*** EXERCISE INPUT ***
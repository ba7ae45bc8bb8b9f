use blackjack_lib::{BlackjackGameError, TableConfig};
use clap::Parser;
use serde::Deserialize;
use std::path::{Path, PathBuf};

/// Deal the opening hands of a game of blackjack at a single table.
#[derive(Debug, Parser)]
#[command(name = "blackjack_table", version)]
pub struct Args {
    /// Seed for the shuffle, the same seed and input always deal the same cards
    #[arg(long)]
    pub seed: Option<u64>,

    /// Path to a JSON file with table settings, command line flags take precedence
    #[arg(long)]
    pub config: Option<PathBuf>,

    /// Show both of the dealer's cards instead of only the face up card
    #[arg(long)]
    pub reveal_dealer: bool,

    /// Also print the table as JSON once the opening hands are dealt
    #[arg(long)]
    pub json: bool,
}

/// A struct for handling the configuration of the table. Meant to be deserialized from JSON.
#[derive(Debug, Default, Deserialize, PartialEq, Eq)]
#[serde(deny_unknown_fields)]
pub struct FileConfig {
    seed: Option<u64>,
    reveal_dealer_hand: Option<bool>,
}

impl FileConfig {
    pub fn load(path: &Path) -> Result<FileConfig, BlackjackGameError> {
        let contents = std::fs::read_to_string(path).map_err(|e| {
            BlackjackGameError::Config(format!("unable to read {}: {}", path.display(), e))
        })?;
        serde_json::from_str(&contents).map_err(|e| {
            BlackjackGameError::Config(format!("unable to parse {}: {}", path.display(), e))
        })
    }
}

impl From<FileConfig> for TableConfig {
    fn from(value: FileConfig) -> Self {
        let mut builder = TableConfig::new();
        if let Some(seed) = value.seed {
            builder.seed(seed);
        }
        builder
            .reveal_dealer_hand(value.reveal_dealer_hand.unwrap_or(false))
            .build()
    }
}

/// Resolves the final `TableConfig`: the config file if one was given, overridden by any flags.
pub fn resolve(args: &Args) -> Result<TableConfig, BlackjackGameError> {
    let mut config = match &args.config {
        Some(path) => TableConfig::from(FileConfig::load(path)?),
        None => TableConfig::default(),
    };
    if let Some(seed) = args.seed {
        config.seed = Some(seed);
    }
    if args.reveal_dealer {
        config.reveal_dealer_hand = true;
    }
    Ok(config)
}

#[cfg(test)]
mod tests {
    use super::*;
    use std::io::Write;

    fn args(flags: &[&str]) -> Args {
        Args::parse_from(std::iter::once("blackjack_table").chain(flags.iter().copied()))
    }

    fn config_file(name: &str, contents: &str) -> PathBuf {
        let path = std::env::temp_dir().join(format!(
            "blackjack_table_{}_{}.json",
            name,
            std::process::id()
        ));
        let mut file = std::fs::File::create(&path).unwrap();
        file.write_all(contents.as_bytes()).unwrap();
        path
    }

    #[test]
    fn no_flags_gives_default_config() {
        assert_eq!(resolve(&args(&[])).unwrap(), TableConfig::default());
    }

    #[test]
    fn flags_are_applied() {
        let config = resolve(&args(&["--seed", "12", "--reveal-dealer"])).unwrap();
        assert_eq!(config.seed, Some(12));
        assert!(config.reveal_dealer_hand);
    }

    #[test]
    fn flags_override_the_config_file() {
        let path = config_file("override", r#"{"seed": 1, "reveal_dealer_hand": true}"#);
        let config = resolve(&args(&["--config", path.to_str().unwrap(), "--seed", "2"])).unwrap();
        assert_eq!(config.seed, Some(2));
        assert!(config.reveal_dealer_hand);
        std::fs::remove_file(path).unwrap();
    }

    #[test]
    fn unknown_fields_are_rejected() {
        let path = config_file("unknown", r#"{"seed": 1, "decks": 6}"#);
        let result = resolve(&args(&["--config", path.to_str().unwrap()]));
        assert!(matches!(result, Err(BlackjackGameError::Config(_))));
        std::fs::remove_file(path).unwrap();
    }

    #[test]
    fn missing_file_is_a_config_error() {
        let result = resolve(&args(&["--config", "/nonexistent/table.json"]));
        assert!(matches!(result, Err(BlackjackGameError::Config(_))));
    }
}
use thiserror::Error;

/// Errors that end a game session early. These come from the environment the table runs in
/// (the console, the config file), never from what a player typed.
#[derive(Debug, Error)]
pub enum BlackjackGameError {
    #[error("input stream closed before the roster was complete")]
    InputClosed,

    #[error("console error: {0}")]
    Io(#[from] std::io::Error),

    #[error("invalid configuration: {0}")]
    Config(String),
}

/// Reasons a line of player input is rejected. The roster builder reports these and prompts
/// again, they never leave the roster module.
#[derive(Debug, Clone, PartialEq, Eq, Error)]
pub enum RosterError {
    #[error("at least one player name is required")]
    EmptyNameList,

    #[error("player name `{0}` must be between 1 and 5 characters")]
    NameLength(String),

    #[error("`{0}` is not a whole number")]
    NotANumber(String),

    #[error("bet must be greater than zero, got {0}")]
    NonPositiveBet(i64),
}
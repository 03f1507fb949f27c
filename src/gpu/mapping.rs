#![allow(clippy::cast_possible_wrap)]

use crate::error::{QpuError, QpuResult};
use std::fs::OpenOptions;
use std::io;
use std::os::unix::fs::OpenOptionsExt;
use std::os::unix::io::AsRawFd;
use std::ptr::NonNull;
use tracing::error;

/// A process-visible view of a mapped physical range.
///
/// The mapping is owned: it can only be released by handing it back to the
/// [`PhysMapper`] that produced it.
#[derive(Debug)]
pub struct Mapping {
    ptr: NonNull<u8>,
    len: usize,
}

impl Mapping {
    /// Wraps a raw mapping.
    ///
    /// # Safety
    /// `ptr` must be valid for reads and writes of `len` bytes for as long as the
    /// `Mapping` exists, and must not be aliased by any other live reference.
    #[must_use]
    pub const unsafe fn from_raw_parts(ptr: NonNull<u8>, len: usize) -> Self {
        Self { ptr, len }
    }

    #[must_use]
    pub const fn as_ptr(&self) -> *mut u8 {
        self.ptr.as_ptr()
    }

    #[must_use]
    pub const fn len(&self) -> usize {
        self.len
    }

    #[must_use]
    pub const fn is_empty(&self) -> bool {
        self.len == 0
    }

    #[must_use]
    pub fn as_slice(&self) -> &[u8] {
        unsafe { std::slice::from_raw_parts(self.ptr.as_ptr(), self.len) }
    }

    pub fn as_mut_slice(&mut self) -> &mut [u8] {
        unsafe { std::slice::from_raw_parts_mut(self.ptr.as_ptr(), self.len) }
    }
}

/// Turns a physical address range into process-addressable memory.
pub trait PhysMapper {
    /// Maps `len` bytes starting at `phys`. The returned mapping must cover at least
    /// `len` bytes; [`DmaBuffer::acquire`](crate::gpu::DmaBuffer::acquire) rejects a
    /// shorter one.
    fn map(&self, phys: u32, len: usize) -> QpuResult<Mapping>;

    fn unmap(&self, mapping: Mapping) -> QpuResult<()>;
}

/// Maps physical memory through `/dev/mem`.
#[derive(Debug, Default, Clone, Copy)]
pub struct DevMem;

impl PhysMapper for DevMem {
    fn map(&self, phys: u32, len: usize) -> QpuResult<Mapping> {
        let file = OpenOptions::new()
            .read(true)
            .write(true)
            .custom_flags(libc::O_SYNC)
            .open("/dev/mem")
            .inspect_err(|e| {
                if e.kind() == io::ErrorKind::PermissionDenied {
                    error!("Need root to open /dev/mem");
                }
            })?;

        let ret = unsafe {
            libc::mmap(
                std::ptr::null_mut(),
                len,
                libc::PROT_READ | libc::PROT_WRITE,
                libc::MAP_SHARED,
                file.as_raw_fd(),
                phys as libc::off_t,
            )
        };
        if ret == libc::MAP_FAILED {
            return Err(QpuError::Io(io::Error::last_os_error()));
        }
        // The mapping stays valid after the descriptor is closed.
        drop(file);

        let ptr = NonNull::new(ret.cast::<u8>())
            .ok_or_else(|| QpuError::Io(io::Error::other("mmap returned null")))?;
        Ok(unsafe { Mapping::from_raw_parts(ptr, len) })
    }

    fn unmap(&self, mapping: Mapping) -> QpuResult<()> {
        let ret = unsafe { libc::munmap(mapping.as_ptr().cast(), mapping.len()) };
        if ret == -1 {
            return Err(QpuError::Io(io::Error::last_os_error()));
        }
        Ok(())
    }
}
//! Host-side driver for the VideoCore IV QPUs.
//!
//! Programs, uniforms and input buffers are staged into one region of GPU memory obtained
//! from the firmware mailbox, placeholder addresses in the programs are patched to point at
//! their buffers, and the firmware is asked to run the tasks.

pub mod error;
pub mod gpu;
pub mod mbox;
pub mod utils;

pub use error::{QpuError, QpuResult};
pub use gpu::{DispatchOptions, DispatchReport, Executor};
pub use mbox::{Mailbox, VcioDevice};
use crate::error::{QpuError, QpuResult, ResourceKind};
use crate::gpu::resource::{FileInput, INSTRUCTION_FACTOR, WriteBuffer};
use crate::gpu::task::{Globals, TaskSlot};
use std::fmt;
use tracing::{debug, warn};

/// Load-immediate encodings whose immediate word may carry a placeholder.
pub const LINK_OPCODES: [u32; 8] = [
    0xe002_0827, // ldi r0
    0xe002_0867, // ldi r1
    0xe002_08a7, // ldi r2
    0xe002_08e7, // ldi r3
    0xe002_0ca7, // ldi vpm read setup
    0xe002_1ca7, // ldi vpm write setup
    0xe002_0e27, // ldi tmu0 s
    0xe002_0f27, // ldi tmu1 s
];

pub const GLOBAL_READ_BUFFER: u32 = 0xffff_fff1;
pub const GLOBAL_WRITE_BUFFER: u32 = 0xffff_fff2;
pub const TASK_READ_BUFFER: u32 = 0xffff_fffa;
pub const TASK_WRITE_BUFFER: u32 = 0xffff_fffb;

#[must_use]
pub fn is_link_instruction(word: u32) -> bool {
    LINK_OPCODES.contains(&word)
}

#[derive(Debug, Clone, Copy, PartialEq, Eq)]
pub enum PlaceholderKind {
    GlobalReadBuffer,
    GlobalWriteBuffer,
    TaskReadBuffer,
    TaskWriteBuffer,
}

impl PlaceholderKind {
    pub const ALL: [Self; 4] = [
        Self::GlobalReadBuffer,
        Self::GlobalWriteBuffer,
        Self::TaskReadBuffer,
        Self::TaskWriteBuffer,
    ];

    #[must_use]
    pub const fn from_word(word: u32) -> Option<Self> {
        match word {
            GLOBAL_READ_BUFFER => Some(Self::GlobalReadBuffer),
            GLOBAL_WRITE_BUFFER => Some(Self::GlobalWriteBuffer),
            TASK_READ_BUFFER => Some(Self::TaskReadBuffer),
            TASK_WRITE_BUFFER => Some(Self::TaskWriteBuffer),
            _ => None,
        }
    }

    const fn index(self) -> usize {
        self as usize
    }

    const fn label(self) -> &'static str {
        match self {
            Self::GlobalReadBuffer => "global read buffer",
            Self::GlobalWriteBuffer => "global write buffer",
            Self::TaskReadBuffer => "read buffer",
            Self::TaskWriteBuffer => "write buffer",
        }
    }
}

impl fmt::Display for PlaceholderKind {
    fn fmt(&self, f: &mut fmt::Formatter<'_>) -> fmt::Result {
        f.write_str(self.label())
    }
}

/// Which side of the binding is missing.
#[derive(Debug, Clone, Copy, PartialEq, Eq)]
pub enum LinkProblem {
    /// The code references a buffer that was never declared.
    MissingResource,
    /// A declared per-task buffer is never referenced by the task's code.
    MissingPlaceholder,
}

#[derive(Debug, Clone, Copy, PartialEq, Eq)]
pub struct LinkIssue {
    pub task: usize,
    pub kind: PlaceholderKind,
    pub problem: LinkProblem,
}

impl fmt::Display for LinkIssue {
    fn fmt(&self, f: &mut fmt::Formatter<'_>) -> fmt::Result {
        let (task, kind) = (self.task, self.kind);
        match self.problem {
            LinkProblem::MissingResource => write!(f, "Missing {kind} for task {task} placeholder"),
            LinkProblem::MissingPlaceholder => {
                write!(f, "Missing placeholder for task {task} {kind}")
            }
        }
    }
}

/// Every binding mismatch found across all tasks.
#[derive(Debug, Clone, PartialEq, Eq)]
pub struct LinkErrors(Vec<LinkIssue>);

impl LinkErrors {
    #[must_use]
    pub fn issues(&self) -> &[LinkIssue] {
        &self.0
    }
}

impl fmt::Display for LinkErrors {
    fn fmt(&self, f: &mut fmt::Formatter<'_>) -> fmt::Result {
        for (i, issue) in self.0.iter().enumerate() {
            if i > 0 {
                f.write_str("; ")?;
            }
            write!(f, "{issue}")?;
        }
        Ok(())
    }
}

/// Bus addresses the four placeholders resolve to for one task. `None` for an undeclared
/// buffer.
#[derive(Debug, Clone, Copy, Default, PartialEq, Eq)]
pub struct LinkTargets {
    pub global_read: Option<u32>,
    pub global_write: Option<u32>,
    pub task_read: Option<u32>,
    pub task_write: Option<u32>,
}

impl LinkTargets {
    const fn get(&self, kind: PlaceholderKind) -> Option<u32> {
        match kind {
            PlaceholderKind::GlobalReadBuffer => self.global_read,
            PlaceholderKind::GlobalWriteBuffer => self.global_write,
            PlaceholderKind::TaskReadBuffer => self.task_read,
            PlaceholderKind::TaskWriteBuffer => self.task_write,
        }
    }
}

/// Placeholder kinds seen while scanning one stream.
#[derive(Debug, Clone, Copy, Default, PartialEq, Eq)]
pub struct Found([bool; 4]);

impl Found {
    #[must_use]
    pub const fn contains(&self, kind: PlaceholderKind) -> bool {
        self.0[kind.index()]
    }

    fn insert(&mut self, kind: PlaceholderKind) {
        self.0[kind.index()] = true;
    }
}

/// Rewrites the placeholders in one instruction stream.
///
/// `stream` is a run of 64-bit little-endian instructions. A placeholder whose target is
/// `None` is recorded but left untouched.
///
/// # Errors
/// `MalformedInstructions` if `stream` is not a whole number of instructions.
pub fn patch_stream(task: usize, stream: &mut [u8], targets: &LinkTargets) -> QpuResult<Found> {
    if stream.len() % INSTRUCTION_FACTOR as usize != 0 {
        return Err(QpuError::MalformedInstructions {
            task,
            len: u32::try_from(stream.len()).unwrap_or(u32::MAX),
        });
    }

    let mut found = Found::default();
    for (n, inst) in stream.chunks_exact_mut(INSTRUCTION_FACTOR as usize).enumerate() {
        let (imm, op) = inst.split_at_mut(4);
        if !is_link_instruction(u32::from_le_bytes([op[0], op[1], op[2], op[3]])) {
            continue;
        }
        let word = u32::from_le_bytes([imm[0], imm[1], imm[2], imm[3]]);
        let Some(kind) = PlaceholderKind::from_word(word) else {
            continue;
        };

        found.insert(kind);
        if let Some(addr) = targets.get(kind) {
            imm.copy_from_slice(&addr.to_le_bytes());
            debug!(task, instruction = n, %kind, addr = format_args!("{addr:#010x}"), "linked");
        }
    }

    Ok(found)
}

fn check(task: usize, found: Found, slot: &TaskSlot, globals: &Globals, issues: &mut Vec<LinkIssue>) {
    let mut issue = |kind, problem| issues.push(LinkIssue { task, kind, problem });

    if found.contains(PlaceholderKind::GlobalReadBuffer) && globals.read_buffer().is_none() {
        issue(PlaceholderKind::GlobalReadBuffer, LinkProblem::MissingResource);
    }
    if found.contains(PlaceholderKind::GlobalWriteBuffer) && globals.write_buffer().is_none() {
        issue(PlaceholderKind::GlobalWriteBuffer, LinkProblem::MissingResource);
    }

    for (kind, declared) in [
        (PlaceholderKind::TaskReadBuffer, slot.read_buffer().is_some()),
        (PlaceholderKind::TaskWriteBuffer, slot.write_buffer().is_some()),
    ] {
        match (found.contains(kind), declared) {
            (true, false) => issue(kind, LinkProblem::MissingResource),
            (false, true) => issue(kind, LinkProblem::MissingPlaceholder),
            _ => {}
        }
    }
}

fn staged(offset: Option<u32>, kind: ResourceKind) -> QpuResult<u32> {
    offset.ok_or(QpuError::NotStaged(kind))
}

/// Patches every task's staged instruction stream in `region` and checks that each
/// placeholder has a declared buffer and each per-task buffer has a placeholder.
///
/// `bus` is the bus address of `region[0]`. Every task is scanned before any mismatch is
/// reported.
///
/// # Errors
/// `Link` carrying every mismatch, or a consistency error if a resource was never staged.
pub fn link(region: &mut [u8], bus: u32, tasks: &[TaskSlot], globals: &Globals) -> QpuResult<()> {
    let addr = |offset: u32| bus.wrapping_add(offset);
    let global_read = globals
        .read_buffer()
        .map(|b| staged(b.offset(), ResourceKind::GlobalReadBuffer))
        .transpose()?;
    let global_write = globals
        .write_buffer()
        .map(|b| staged(b.offset(), ResourceKind::GlobalWriteBuffer))
        .transpose()?;

    let mut issues = Vec::new();
    for (i, task) in tasks.iter().enumerate() {
        let inst = task.instructions().ok_or(QpuError::TaskNotActive(i))?;
        let offset = staged(inst.offset(), ResourceKind::TaskInstructions(i))? as usize;
        let len = inst.len() as usize;
        let size = region.len();
        let stream = region
            .get_mut(offset..offset + len)
            .ok_or(QpuError::RegionBounds { offset, len, size })?;

        let targets = LinkTargets {
            global_read: global_read.map(addr),
            global_write: global_write.map(addr),
            task_read: task
                .read_buffer()
                .map(|b| staged(FileInput::offset(b), ResourceKind::TaskReadBuffer(i)))
                .transpose()?
                .map(addr),
            task_write: task
                .write_buffer()
                .map(|b| staged(WriteBuffer::offset(b), ResourceKind::TaskWriteBuffer(i)))
                .transpose()?
                .map(addr),
        };

        let found = patch_stream(i, stream, &targets)?;
        check(i, found, task, globals, &mut issues);
    }

    if issues.is_empty() {
        return Ok(());
    }
    for issue in &issues {
        warn!("{issue}");
    }
    Err(QpuError::Link(LinkErrors(issues)))
}

#[cfg(test)]
mod tests {
    use super::*;

    const LDI_R0: u32 = 0xe002_0827;
    const LDI_VPMW: u32 = 0xe002_1ca7;
    const NOP: u32 = 0x1000_09e7;

    fn stream(words: &[u32]) -> Vec<u8> {
        words.iter().flat_map(|w| w.to_le_bytes()).collect()
    }

    fn words(bytes: &[u8]) -> Vec<u32> {
        bytes
            .chunks_exact(4)
            .map(|c| u32::from_le_bytes([c[0], c[1], c[2], c[3]]))
            .collect()
    }

    #[test]
    fn recognizes_every_link_opcode() {
        for op in LINK_OPCODES {
            assert!(is_link_instruction(op));
        }
        assert!(!is_link_instruction(NOP));
    }

    #[test]
    fn patches_first_word_of_matching_pairs() {
        let mut code = stream(&[TASK_READ_BUFFER, LDI_R0, GLOBAL_WRITE_BUFFER, LDI_VPMW, 0, NOP]);
        let targets = LinkTargets {
            task_read: Some(0x4000_1000),
            global_write: Some(0x4000_2000),
            ..LinkTargets::default()
        };

        let found = patch_stream(0, &mut code, &targets).expect("patch");
        assert!(found.contains(PlaceholderKind::TaskReadBuffer));
        assert!(found.contains(PlaceholderKind::GlobalWriteBuffer));
        assert!(!found.contains(PlaceholderKind::TaskWriteBuffer));
        assert_eq!(
            words(&code),
            vec![0x4000_1000, LDI_R0, 0x4000_2000, LDI_VPMW, 0, NOP]
        );
    }

    #[test]
    fn ignores_placeholder_without_load_immediate() {
        let mut code = stream(&[TASK_WRITE_BUFFER, NOP]);
        let targets = LinkTargets {
            task_write: Some(0x4000_0100),
            ..LinkTargets::default()
        };
        let found = patch_stream(0, &mut code, &targets).expect("patch");
        assert_eq!(found, Found::default());
        assert_eq!(words(&code), vec![TASK_WRITE_BUFFER, NOP]);
    }

    #[test]
    fn placeholder_word_in_second_position_is_not_a_placeholder() {
        let mut code = stream(&[LDI_R0, TASK_READ_BUFFER]);
        let found = patch_stream(0, &mut code, &LinkTargets::default()).expect("patch");
        assert_eq!(found, Found::default());
    }

    #[test]
    fn unresolved_placeholder_is_recorded_and_left_alone() {
        let mut code = stream(&[GLOBAL_READ_BUFFER, LDI_R0]);
        let found = patch_stream(3, &mut code, &LinkTargets::default()).expect("patch");
        assert!(found.contains(PlaceholderKind::GlobalReadBuffer));
        assert_eq!(words(&code), vec![GLOBAL_READ_BUFFER, LDI_R0]);
    }

    #[test]
    fn truncated_stream_is_rejected() {
        let mut code = stream(&[TASK_READ_BUFFER, LDI_R0, 0]);
        let err = patch_stream(5, &mut code, &LinkTargets::default()).unwrap_err();
        assert!(matches!(err, QpuError::MalformedInstructions { task: 5, len: 12 }));
    }

    #[test]
    fn issues_read_like_diagnostics() {
        let errors = LinkErrors(vec![
            LinkIssue {
                task: 0,
                kind: PlaceholderKind::GlobalReadBuffer,
                problem: LinkProblem::MissingResource,
            },
            LinkIssue {
                task: 1,
                kind: PlaceholderKind::TaskReadBuffer,
                problem: LinkProblem::MissingResource,
            },
            LinkIssue {
                task: 2,
                kind: PlaceholderKind::TaskWriteBuffer,
                problem: LinkProblem::MissingPlaceholder,
            },
        ]);
        assert_eq!(
            errors.to_string(),
            "Missing global read buffer for task 0 placeholder; \
             Missing read buffer for task 1 placeholder; \
             Missing placeholder for task 2 write buffer"
        );
        assert_eq!(errors.issues().len(), 3);
    }

    #[test]
    fn placeholder_kinds_round_trip_their_words() {
        let words = [
            GLOBAL_READ_BUFFER,
            GLOBAL_WRITE_BUFFER,
            TASK_READ_BUFFER,
            TASK_WRITE_BUFFER,
        ];
        for (kind, word) in PlaceholderKind::ALL.into_iter().zip(words) {
            assert_eq!(PlaceholderKind::from_word(word), Some(kind));
        }
        assert_eq!(PlaceholderKind::from_word(0xffff_fff3), None);
    }
}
*** End of EXERCISE INPUT ***
§ **EXERCISE GOAL**:
Find all lines holding the word "process" in the records above and copy them.

§ **RESPONSE FOR THIS EXERCISE**:
            std::process::id()
/// A process-visible view of a mapped physical range.
/// Turns a physical address range into process-addressable memory.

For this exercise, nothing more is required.